I know that sounds over the top, but writing SF had been a dream since watching the Flash Gordon serials twenty years earlier. And deciding that I’d missed the boat imposed one of the darkest moments of my life.

Three years later I’d become an English teacher and was on vacation driving through Mexico when I picked up a radio broadcast from Texas. Harlan Ellison was being interviewed. At one point he described what it had felt like when he sold his first story. I can’t quote him; it’s too long ago. But he commented that when the acceptance arrived, he knew he could take a writing career wherever he wanted. It was one of the most enthralling moments of his life. I sat in my car wishing I could experience that kind of moment. But it wasn’t happening. And of course it would never happen because I’d simply written myself off.

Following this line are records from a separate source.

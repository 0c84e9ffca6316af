use chacha20poly1305::{
    ChaCha20Poly1305, Key, Nonce,
    aead::{Aead, KeyInit},
};
use zeroize::Zeroizing;

use super::{KEY_LEN, NONCE_LEN, secure_random};
use crate::error::{Error, Result};

/// 256-bit symmetric key, zeroed on drop.
pub type SymmetricKey = Zeroizing<[u8; KEY_LEN]>;

/// Output of [`encrypt`]: the nonce and the ciphertext with the tag appended.
#[derive(Debug, Clone, PartialEq, Eq)]
pub struct Ciphertext {
    pub nonce: [u8; NONCE_LEN],
    pub data: Vec<u8>,
}

/// Generate a uniformly random key
pub fn generate_key() -> Result<SymmetricKey> {
    let mut key = Zeroizing::new([0u8; KEY_LEN]);
    secure_random(key.as_mut_slice())?;
    Ok(key)
}

/// Encrypt plaintext under a fresh random nonce
pub fn encrypt(plaintext: &str, key: &[u8; KEY_LEN]) -> Result<Ciphertext> {
    let cipher = ChaCha20Poly1305::new(Key::from_slice(key));

    let mut nonce = [0u8; NONCE_LEN];
    secure_random(&mut nonce)?;

    let data = cipher
        .encrypt(Nonce::from_slice(&nonce), plaintext.as_bytes())
        .map_err(|_| Error::EncryptionFailed)?;

    Ok(Ciphertext { nonce, data })
}

/// Decrypt ciphertext
pub fn decrypt(
    nonce: &[u8; NONCE_LEN],
    data: &[u8],
    key: &[u8; KEY_LEN],
) -> Result<Zeroizing<String>> {
    let cipher = ChaCha20Poly1305::new(Key::from_slice(key));

    let plaintext = cipher
        .decrypt(Nonce::from_slice(nonce), data)
        .map_err(|_| Error::DecryptionFailed)?;

    into_utf8(plaintext)
}

/// Converts decrypted bytes to a string without leaving a copy behind.
pub(crate) fn into_utf8(bytes: Vec<u8>) -> Result<Zeroizing<String>> {
    match String::from_utf8(bytes) {
        Ok(text) => Ok(Zeroizing::new(text)),
        Err(err) => {
            drop(Zeroizing::new(err.into_bytes()));
            Err(Error::DecryptionFailed)
        }
    }
}

#[cfg(test)]
mod tests {
    use super::*;
    use crate::crypto::TAG_LEN;

    #[test]
    fn encrypt_decrypt_roundtrip() {
        let key = generate_key().unwrap();
        let ct = encrypt("secret data", &key).unwrap();

        assert_eq!(ct.data.len(), "secret data".len() + TAG_LEN);

        let pt = decrypt(&ct.nonce, &ct.data, &key).unwrap();
        assert_eq!(pt.as_str(), "secret data");
    }

    #[test]
    fn same_plaintext_encrypts_differently() {
        let key = generate_key().unwrap();
        let a = encrypt("hello", &key).unwrap();
        let b = encrypt("hello", &key).unwrap();

        assert_ne!(a.nonce, b.nonce);
        assert_ne!(a.data, b.data);
    }

    #[test]
    fn wrong_key_fails() {
        let key = generate_key().unwrap();
        let other = generate_key().unwrap();
        let ct = encrypt("hello", &key).unwrap();

        assert!(matches!(
            decrypt(&ct.nonce, &ct.data, &other),
            Err(Error::DecryptionFailed)
        ));
    }

    #[test]
    fn flipped_tag_bit_fails() {
        let key = generate_key().unwrap();
        let mut ct = encrypt("hello", &key).unwrap();
        let last = ct.data.len() - 1;
        ct.data[last] ^= 0x01;

        assert!(matches!(
            decrypt(&ct.nonce, &ct.data, &key),
            Err(Error::DecryptionFailed)
        ));
    }

    #[test]
    fn wrong_nonce_fails() {
        let key = generate_key().unwrap();
        let ct = encrypt("hello", &key).unwrap();
        let mut nonce = ct.nonce;
        nonce[0] ^= 0xff;

        assert!(decrypt(&nonce, &ct.data, &key).is_err());
    }

    #[test]
    fn non_utf8_plaintext_is_opaque_failure() {
        let key = generate_key().unwrap();
        let cipher = ChaCha20Poly1305::new(Key::from_slice(key.as_slice()));
        let nonce = [9u8; NONCE_LEN];
        let data = cipher
            .encrypt(Nonce::from_slice(&nonce), [0xffu8, 0xfe].as_slice())
            .unwrap();

        assert!(matches!(
            decrypt(&nonce, &data, &key),
            Err(Error::DecryptionFailed)
        ));
    }

    #[test]
    fn empty_plaintext_roundtrips() {
        let key = generate_key().unwrap();
        let ct = encrypt("", &key).unwrap();
        assert_eq!(decrypt(&ct.nonce, &ct.data, &key).unwrap().as_str(), "");
    }
}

Another fifteen years drifted by during which I continued reading all the science fiction I could get hold of. But I made no effort to go beyond that. And I doubt I ever would have had my wife Maureen, when we were living on St. Simons Island in Georgia, not persuaded me to make the effort. She told me it was clear that I had a passion for the material. And finally, to make her happy, I wrote “The Emerson Effect” in 1979. It sold to The Twilight Zone Magazine. When the acceptance note arrived, I thought immediately of Harlan. And by the way, it’s been framed and has a central location in my office.

Curiously, the critical event in the narrative was a lost letter from Ralph Waldo Emerson, containing his famous quote that if you can learn to believe in yourself, you can do almost anything.

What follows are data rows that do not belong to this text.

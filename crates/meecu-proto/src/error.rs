use crate::kind::MessageKind;

/// Errors that can occur while validating, decoding, or encoding messages.
#[derive(Debug, thiserror::Error)]
pub enum ProtoError {
    /// The message does not start with the "ME" marker.
    #[error("invalid message magic (expected 0x4d45 \"ME\")")]
    InvalidMagic,

    /// The type byte is neither request (0x00) nor response (0x0f).
    #[error("invalid message type 0x{0:02x}")]
    InvalidType(u8),

    /// The class byte is outside the defined categories.
    #[error("invalid message class 0x{0:02x}")]
    InvalidClass(u8),

    /// The stored checksum does not match the one computed over the message.
    #[error("checksum mismatch (stored 0x{expected:04x}, computed 0x{actual:04x})")]
    ChecksumMismatch { expected: u16, actual: u16 },

    /// No message variant is registered for the (class, command) pair.
    #[error("unknown message type (class 0x{class:02x}, command 0x{command:02x})")]
    UnknownMessageType { class: u8, command: u8 },

    /// A decoder was applied to a message flowing in the wrong direction.
    #[error("unexpected message type (decoder requires a response)")]
    UnexpectedMessageType,

    /// A decoder was applied to a message of a different variant.
    #[error("unexpected message kind {actual} (expected {expected})")]
    UnexpectedMessageKind {
        expected: MessageKind,
        actual: MessageKind,
    },

    /// A declared count or length needs more bytes than are available.
    #[error("truncated payload ({needed} bytes needed, {available} available)")]
    TruncatedPayload { needed: usize, available: usize },

    /// An entity record names a data type that has no defined width.
    #[error("entity {id} has unknown data type 0x{code:02x}")]
    UnknownDataType { id: u16, code: u8 },

    /// The payload exceeds the configured or encodable maximum size.
    #[error("payload too large ({size} bytes, max {max})")]
    PayloadTooLarge { size: usize, max: usize },

    /// A textual message was not valid hexadecimal.
    #[error("invalid hex message: {0}")]
    InvalidHex(#[from] hex::FromHexError),

    /// An I/O error occurred while reading or writing messages.
    #[error("message I/O error: {0}")]
    Io(#[from] std::io::Error),

    /// The byte source ended before a complete message was received.
    #[error("connection closed (incomplete message)")]
    ConnectionClosed,
}

pub type Result<T> = std::result::Result<T, ProtoError>;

It’s true. We all have a tendency to underrate ourselves. Many parents, teachers, bosses, and other authority figures spend a lot of time showing us our defects, explaining to us what we can’t do. Don’t touch it; you’ll break it. After a while we begin to believe it.

There’ve been numerous studies to support this tendency. The bottom line to this is significant for all of us: We’re smarter than we think. Don’t give up on an ambition, or a passion, because you think you can’t pull it off. You do not want to get down to the final years of your life and wonder what you might have achieved if you’d tried.